O fundamento dessa linha de argumentação é o dogma neoliberal que condena como imperdoável a intervenção do governo na economia para fomentar o crescimento econômico. Conservadores como Schwartsman têm verdadeira alergia ao uso de instrumentos de política econômica como a fixação do valor das moedas estrangeiras (o câmbio); de bancos oficiais (como o Banco do Brasil, a Caixa Econômica ou o BNDES) para forçar a queda dos juros; ou de tarifas administradas (como combustíveis, energia, tarifas de transporte coletivo, por exemplo). Segundo o dogma, o Estado e o governo devem ficar longe disso, deixando tudo ao sabor do mercado – isto é, dos humores do grande capital do qual economistas como ele são servidores e porta-vozes.

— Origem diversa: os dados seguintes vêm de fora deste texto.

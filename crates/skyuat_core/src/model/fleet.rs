//! Fleet ownership chain: Email → Operator → Drone.
//!
//! # Invariants
//! - An operator references exactly one email; a drone exactly one operator.
//! - Parents are delete-restricted while dependents exist.

use crate::model::{Audit, EntityId};
use serde::{Deserialize, Serialize};

/// Contact email address, unique per environment.
#[derive(Debug, Clone, PartialEq, Eq, Serialize, Deserialize)]
pub struct Email {
    pub id: EntityId,
    pub environment_id: EntityId,
    pub address: String,
    #[serde(flatten)]
    pub audit: Audit,
}

/// UAS operator registered with a contact email.
#[derive(Debug, Clone, PartialEq, Eq, Serialize, Deserialize)]
pub struct Operator {
    pub id: EntityId,
    pub environment_id: EntityId,
    pub name: String,
    pub email_id: EntityId,
    /// EASA operator registration id, when known.
    pub easa_id: Option<String>,
    #[serde(flatten)]
    pub audit: Audit,
}

/// Drone owned by exactly one operator.
#[derive(Debug, Clone, PartialEq, Eq, Serialize, Deserialize)]
pub struct Drone {
    pub id: EntityId,
    pub environment_id: EntityId,
    pub name: String,
    pub serial_number: Option<String>,
    pub operator_id: EntityId,
    #[serde(flatten)]
    pub audit: Audit,
}
//! Connection bootstrap utilities for SQLite.
//!
//! # Responsibility
//! - Open file or in-memory SQLite connections.
//! - Configure connection pragmas required by core behavior.
//! - Trigger schema migrations before returning a usable connection.
//! - Provide `init_db` for context-driven bootstrap (drop + seed variants).
//!
//! # Invariants
//! - Returned connections have `foreign_keys=ON`.
//! - Returned connections have migrations fully applied.
//! - `drop_existing` must never run against a production file database
//!   outside test-mode bootstrap.

use super::migrations::apply_migrations;
use super::DbResult;
use log::{error, info};
use rusqlite::Connection;
use std::path::Path;
use std::time::{Duration, Instant};

/// Canonical U-space zone restriction reasons seeded as reference data.
const SEED_REASONS: &[(&str, &str)] = &[
    ("AIR_TRAFFIC", "Conflicting manned air traffic"),
    ("SENSITIVE", "Sensitive or strategic site"),
    ("PRIVACY", "Privacy protection area"),
    ("POPULATION", "Population density constraint"),
    ("NATURE", "Nature or environmental protection"),
    ("NOISE", "Noise abatement area"),
    ("EMERGENCY", "Emergency operations area"),
    ("OTHER", "Other restriction"),
];

/// Opens a SQLite database file and applies all pending migrations.
///
/// # Side effects
/// - Performs connection bootstrap and migration checks.
/// - Emits `db_open` logging events with duration and status.
pub fn open_db(path: impl AsRef<Path>) -> DbResult<Connection> {
    open_with_mode("file", || Connection::open(path))
}

/// Opens an in-memory SQLite database and applies all pending migrations.
///
/// # Side effects
/// - Performs connection bootstrap and migration checks.
/// - Emits `db_open` logging events with duration and status.
pub fn open_db_in_memory() -> DbResult<Connection> {
    open_with_mode("memory", Connection::open_in_memory)
}

/// Bootstraps the schema on an already-opened connection.
///
/// # Contract
/// - `drop_existing`: drops every application table first (test-mode reset).
/// - `load_initial_data`: seeds reference data (zone reasons) idempotently.
/// - Migrations always run; the call is safe on an already-migrated database.
pub fn init_db(conn: &mut Connection, drop_existing: bool, load_initial_data: bool) -> DbResult<()> {
    let started_at = Instant::now();
    info!(
        "event=init_db module=db status=start drop_existing={drop_existing} load_initial_data={load_initial_data}"
    );

    let result = (|| -> DbResult<()> {
        if drop_existing {
            drop_all_tables(conn)?;
        }
        apply_migrations(conn)?;
        if load_initial_data {
            seed_reference_data(conn)?;
        }
        Ok(())
    })();

    match &result {
        Ok(()) => info!(
            "event=init_db module=db status=ok duration_ms={}",
            started_at.elapsed().as_millis()
        ),
        Err(err) => error!(
            "event=init_db module=db status=error duration_ms={} error={}",
            started_at.elapsed().as_millis(),
            err
        ),
    }

    result
}

fn open_with_mode(
    mode: &str,
    open: impl FnOnce() -> rusqlite::Result<Connection>,
) -> DbResult<Connection> {
    let started_at = Instant::now();
    info!("event=db_open module=db status=start mode={mode}");

    let mut conn = match open() {
        Ok(conn) => conn,
        Err(err) => {
            error!(
                "event=db_open module=db status=error mode={mode} duration_ms={} error_code=db_open_failed error={}",
                started_at.elapsed().as_millis(),
                err
            );
            return Err(err.into());
        }
    };

    match bootstrap_connection(&mut conn) {
        Ok(()) => {
            info!(
                "event=db_open module=db status=ok mode={mode} duration_ms={}",
                started_at.elapsed().as_millis()
            );
            Ok(conn)
        }
        Err(err) => {
            error!(
                "event=db_open module=db status=error mode={mode} duration_ms={} error_code=db_bootstrap_failed error={}",
                started_at.elapsed().as_millis(),
                err
            );
            Err(err)
        }
    }
}

fn bootstrap_connection(conn: &mut Connection) -> DbResult<()> {
    conn.execute_batch("PRAGMA foreign_keys = ON;")?;
    conn.busy_timeout(Duration::from_secs(5))?;
    apply_migrations(conn)?;
    Ok(())
}

/// Drops every application table so migrations recreate a clean schema.
///
/// Foreign keys are disabled for the duration of the drop so the tables can
/// be removed without dependency ordering.
fn drop_all_tables(conn: &mut Connection) -> DbResult<()> {
    conn.execute_batch("PRAGMA foreign_keys = OFF;")?;

    let tables: Vec<String> = {
        let mut stmt = conn.prepare(
            "SELECT name FROM sqlite_master
             WHERE type = 'table' AND name NOT LIKE 'sqlite_%';",
        )?;
        let mut rows = stmt.query([])?;
        let mut names = Vec::new();
        while let Some(row) = rows.next()? {
            names.push(row.get::<_, String>(0)?);
        }
        names
    };

    for table in &tables {
        conn.execute_batch(&format!("DROP TABLE IF EXISTS \"{table}\";"))?;
    }
    conn.execute_batch("PRAGMA user_version = 0;")?;
    conn.execute_batch("PRAGMA foreign_keys = ON;")?;

    info!(
        "event=db_drop module=db status=ok dropped_tables={}",
        tables.len()
    );
    Ok(())
}

/// Seeds global reference data. Re-running is a no-op per row.
fn seed_reference_data(conn: &Connection) -> DbResult<()> {
    let mut inserted = 0usize;
    for (name, description) in SEED_REASONS {
        inserted += conn.execute(
            "INSERT OR IGNORE INTO reasons (name, description) VALUES (?1, ?2);",
            rusqlite::params![name, description],
        )?;
    }
    info!("event=db_seed module=db status=ok inserted_reasons={inserted}");
    Ok(())
}

#[cfg(test)]
mod tests {
    use super::{init_db, open_db_in_memory};

    #[test]
    fn init_db_seed_is_idempotent() {
        let mut conn = open_db_in_memory().unwrap();
        init_db(&mut conn, false, true).unwrap();
        let first: i64 = conn
            .query_row("SELECT COUNT(*) FROM reasons;", [], |row| row.get(0))
            .unwrap();
        assert!(first > 0);

        init_db(&mut conn, false, true).unwrap();
        let second: i64 = conn
            .query_row("SELECT COUNT(*) FROM reasons;", [], |row| row.get(0))
            .unwrap();
        assert_eq!(first, second);
    }

    #[test]
    fn init_db_drop_existing_resets_data() {
        let mut conn = open_db_in_memory().unwrap();
        conn.execute(
            "INSERT INTO environments (name, modified_by) VALUES ('uat', 'tester');",
            [],
        )
        .unwrap();

        init_db(&mut conn, true, false).unwrap();
        let count: i64 = conn
            .query_row("SELECT COUNT(*) FROM environments;", [], |row| row.get(0))
            .unwrap();
        assert_eq!(count, 0);
    }
}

O evidente exagero do pessimismo

Delfim Netto também é um conservador. Foi um dos expoentes da economia durante a ditadura militar de 1964, tendo sido ministro da Fazenda sob Médici (1969 a 1974); sob Figueiredo, foi ministro da Agricultura (1979) e do Planejamento (1979-1985). Mas, sendo um conservador, sempre foi um partidário do desenvolvimento e do crescimento econômico, mais ligado à burguesia industrial paulista do que ao setor financeiro. Depois da reeleição de Lula, em 2006, tornou-se um frequente interlocutor do presidente e hoje tem manifestado opiniões favoráveis à presidenta Dilma Rousseff e às linhas gerais da condução da política econômica pelo ministro Guido Mantega.

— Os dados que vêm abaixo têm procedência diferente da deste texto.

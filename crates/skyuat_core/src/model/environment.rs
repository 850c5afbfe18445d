//! Environment entity: the isolation boundary for all scoped data.

use crate::model::{Audit, EntityId};
use serde::{Deserialize, Serialize};

/// Tenancy/isolation boundary. Environment names are globally unique;
/// every environment-scoped uniqueness constraint is qualified by this id.
#[derive(Debug, Clone, PartialEq, Eq, Serialize, Deserialize)]
pub struct Environment {
    pub id: EntityId,
    pub name: String,
    pub description: Option<String>,
    #[serde(flatten)]
    pub audit: Audit,
}
//! Per-aggregate use-case services.
//!
//! # Responsibility
//! - Translate transfer inputs into repository calls.
//! - Run every public operation inside exactly one unit of work,
//!   committing before returning.
//!
//! # Invariants
//! - Services never bypass repository validation.
//! - Services hold only a session factory; no connection outlives a call.

use crate::model::file::FileOwner;

pub mod bug_service;
pub mod campaign_service;
pub mod case_service;
pub mod requirement_service;

/// Transfer input for attaching a file to a bug or step run.
#[derive(Debug, Clone)]
pub struct FileDraft {
    pub owner_kind: FileOwner,
    pub filename: String,
    pub mime_type: Option<String>,
    pub size_bytes: i64,
}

No artigo publicado nesta quarta-feira – intitulado apenas Pessimistas – ele diz com veemência que há um "evidente exagero" no pessimismo, que ignora os "avanços importantes" alcançados (entre eles “o claro progresso social que está gestando uma classe média” mais exigente). Ao mesmo tempo ele pensa que o famoso tripé da política econômica implantado sob Fernando Henrique Cardoso (superávit primário, modelo de meta de inflação e câmbio flutuante) continua em vigor.

Entre os avanços ele alinha a redução dos juros; o equacionamento dos preços de insumos básicos, como a energia. E cita também alguns temas preferidos dos conservadores, como a aprovação do sistema previdenciário do funcionalismo público e o controle do aumento de salários no serviço público por três anos.

Ele salienta também uma mudança que considera favorável ao desenvolvimento: “a melhora do entendimento entre o poder incumbente e o setor privado, que deve levar o empresário a introjetar o fato de que a política econômica é amigável e objetiva o aumento da competição e da produtividade”, podendo “levar a um PIB entre 3% e 4% em 2013”.

É o Titanic da especulação que pode estar afundando

Acompanhar este debate é fundamental para os trabalhadores. A década de governos progressistas completada este ano (os governos Lula e Dilma) representou uma mudança de fundo para o país e para os brasileiros; seu símbolo são os mais de 40 milhões que foram tirados da pobreza. O país reencontrou o caminho do desenvolvimento, do emprego, da distribuição de renda, recuperou e fortaleceu sua soberania nacional.

São ganhos inegáveis – mas há ainda muito a caminhar. Eles precisam ser consolidados e avançar. O Brasil continua, por exemplo, sendo um dos campeões na desigualdade social, realidade que precisa ser ultrapassada.

O caminho para os avanços só pode ser aquele que, entre as imposições da especulação financeira e os desafios do desenvolvimento, não vacile em enfrentar os privilégios de classe do grande capital. E use os instrumentos de Estado e de governo para promover o bem estar e a riqueza de todos os brasileiros.

Quando se referem ao país como um navio que está afundando, os “pessimistas” deixam de dizer que este Titanic é aquele do mundo de privilégios, prerrogativas e ganhos fáceis em que sempre viveram. A nave que os brasileiros estão construindo é outra; ela precisa ter lugares para todos.